[Stored data entries]
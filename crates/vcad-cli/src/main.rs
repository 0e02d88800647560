//! vcad CLI - export vcad documents as USD-style scene graphs

use anyhow::{bail, Context, Result};
use clap::{Parser, Subcommand};
use log::{error, info};
use std::collections::HashMap;
use std::ffi::OsStr;
use std::fs;
use std::path::{Path, PathBuf};
use vcad_ir::{Document, ObjectKind};
use vcad_usd::{ExportOptions, ExportOutcome, Exporter, NameSource};

#[derive(Parser)]
#[command(name = "vcad")]
#[command(about = "Export vcad documents to USD-style scene graphs", long_about = None)]
struct Cli {
    /// Increase log verbosity (-v info, -vv debug, -vvv trace)
    #[arg(short, long, action = clap::ArgAction::Count, global = true)]
    verbose: u8,

    #[command(subcommand)]
    command: Commands,
}

#[derive(Subcommand)]
enum Commands {
    /// Export a document to a JSON prim tree
    Export {
        /// Input document (.json)
        input: PathBuf,
        /// Output stage file
        output: PathBuf,
        /// Options file (TOML); flags below override it
        #[arg(short, long)]
        config: Option<PathBuf>,
        /// Chord-height tolerance in model units
        #[arg(short, long)]
        deflection: Option<f64>,
        /// Export only these objects (repeatable)
        #[arg(short, long = "select", value_name = "ID")]
        select: Vec<String>,
        /// Wrap everything under a prim of this name
        #[arg(long)]
        root_prim: Option<String>,
        /// Name prims by object id instead of label
        #[arg(long)]
        use_ids: bool,
        /// Leave out hidden objects
        #[arg(long)]
        skip_hidden: bool,
        /// Tessellate on a single thread
        #[arg(long)]
        sequential: bool,
        /// Also write the export report (warnings, per-object outcomes)
        #[arg(long, value_name = "FILE")]
        report: Option<PathBuf>,
    },
    /// Display information about a document
    Info {
        /// Input document (.json)
        file: PathBuf,
    },
}

fn main() {
    let cli = Cli::parse();
    init_logging(cli.verbose);

    if let Err(e) = run(cli.command) {
        error!("{e:#}");
        std::process::exit(1);
    }
}

/// Level implied by `-v` flags; `None` when `RUST_LOG` already decides.
fn verbosity_filter(verbose: u8, rust_log: Option<&OsStr>) -> Option<log::LevelFilter> {
    if rust_log.is_some() {
        return None;
    }
    Some(match verbose {
        0 => log::LevelFilter::Warn,
        1 => log::LevelFilter::Info,
        2 => log::LevelFilter::Debug,
        _ => log::LevelFilter::Trace,
    })
}

/// Initialize logging based on verbosity level
fn init_logging(verbose: u8) {
    let mut builder = env_logger::Builder::from_default_env();
    if let Some(level) = verbosity_filter(verbose, std::env::var_os("RUST_LOG").as_deref()) {
        builder.filter_level(level);
    }

    builder
        .format_timestamp(None)
        .format_module_path(false)
        .format_target(false)
        .format(|buf, record| {
            use std::io::Write;
            let level_style = match record.level() {
                log::Level::Error => "\x1b[31mERROR\x1b[0m",
                log::Level::Warn => "\x1b[33mWARN\x1b[0m",
                log::Level::Info => "\x1b[32mINFO\x1b[0m",
                log::Level::Debug => "\x1b[36mDEBUG\x1b[0m",
                log::Level::Trace => "\x1b[35mTRACE\x1b[0m",
            };
            writeln!(buf, "[{}] {}", level_style, record.args())
        })
        .init();
}

fn run(command: Commands) -> Result<()> {
    match command {
        Commands::Export {
            input,
            output,
            config,
            deflection,
            select,
            root_prim,
            use_ids,
            skip_hidden,
            sequential,
            report,
        } => {
            let mut options = match &config {
                Some(path) => {
                    let text = fs::read_to_string(path)
                        .with_context(|| format!("reading {}", path.display()))?;
                    ExportOptions::from_toml_str(&text)
                        .with_context(|| format!("parsing {}", path.display()))?
                }
                None => ExportOptions::default(),
            };
            if let Some(d) = deflection {
                options.deflection = d;
            }
            if root_prim.is_some() {
                options.root_prim = root_prim;
            }
            if use_ids {
                options.name_source = NameSource::Id;
            }
            options.skip_hidden |= skip_hidden;
            options.parallel &= !sequential;

            export_file(&input, &output, options, select, report.as_deref())
        }
        Commands::Info { file } => show_info(&file),
    }
}

fn load_document(path: &Path) -> Result<Document> {
    let json =
        fs::read_to_string(path).with_context(|| format!("reading {}", path.display()))?;
    Document::from_json(&json).with_context(|| format!("parsing {}", path.display()))
}

fn export_file(
    input: &Path,
    output: &Path,
    options: ExportOptions,
    select: Vec<String>,
    report_path: Option<&Path>,
) -> Result<()> {
    let doc = load_document(input)?;

    let mut exporter = Exporter::new(&doc, options);
    if !select.is_empty() {
        exporter = exporter.with_selection(select);
    }
    let scene = match exporter.run()? {
        ExportOutcome::Finished(scene) => scene,
        ExportOutcome::Cancelled => bail!("export cancelled"),
    };

    fs::write(output, scene.stage.to_json()?)
        .with_context(|| format!("writing {}", output.display()))?;
    if let Some(path) = report_path {
        fs::write(path, serde_json::to_string_pretty(&scene.report)?)
            .with_context(|| format!("writing {}", path.display()))?;
    }

    info!("wrote {}", output.display());
    println!(
        "Exported {} prim(s), {} mesh(es), {} triangle(s) to {}",
        scene.report.prims,
        scene.report.meshes,
        scene.report.triangles,
        output.display()
    );
    if !scene.report.warnings.is_empty() {
        println!("{} warning(s); rerun with -v for details", scene.report.warnings.len());
    }
    Ok(())
}

fn show_info(file: &Path) -> Result<()> {
    let doc = load_document(file)?;

    let mut kinds: HashMap<&str, usize> = HashMap::new();
    for obj in &doc.objects {
        let kind = match obj.kind {
            ObjectKind::Group { .. } => "groups",
            ObjectKind::Shape { .. } => "shapes",
            ObjectKind::Link { .. } => "links",
        };
        *kinds.entry(kind).or_default() += 1;
    }
    let faces: usize = doc
        .objects
        .iter()
        .filter_map(|o| o.shape_data())
        .map(|s| s.num_faces())
        .sum();

    println!("vcad document: {}", file.display());
    println!("  Version: {}", doc.version);
    println!("  Objects: {}", doc.objects.len());
    for kind in ["groups", "shapes", "links"] {
        println!("    {}: {}", kind, kinds.get(kind).copied().unwrap_or(0));
    }
    println!("  B-rep faces: {faces}");

    let index = doc.index();
    let roots = doc.root_ids();
    println!("\nRoots ({}):", roots.len());
    for id in &roots {
        let label = index
            .get(id.as_str())
            .map(|o| o.label.as_str())
            .filter(|l| !l.is_empty())
            .unwrap_or("unnamed");
        println!("  {id}: {label}");
    }
    Ok(())
}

◆ What is being asked: Pick out the lines above that hold the string "links" and show them.

◆ Written response:
            ObjectKind::Link { .. } => "links",
    for kind in ["groups", "shapes", "links"] {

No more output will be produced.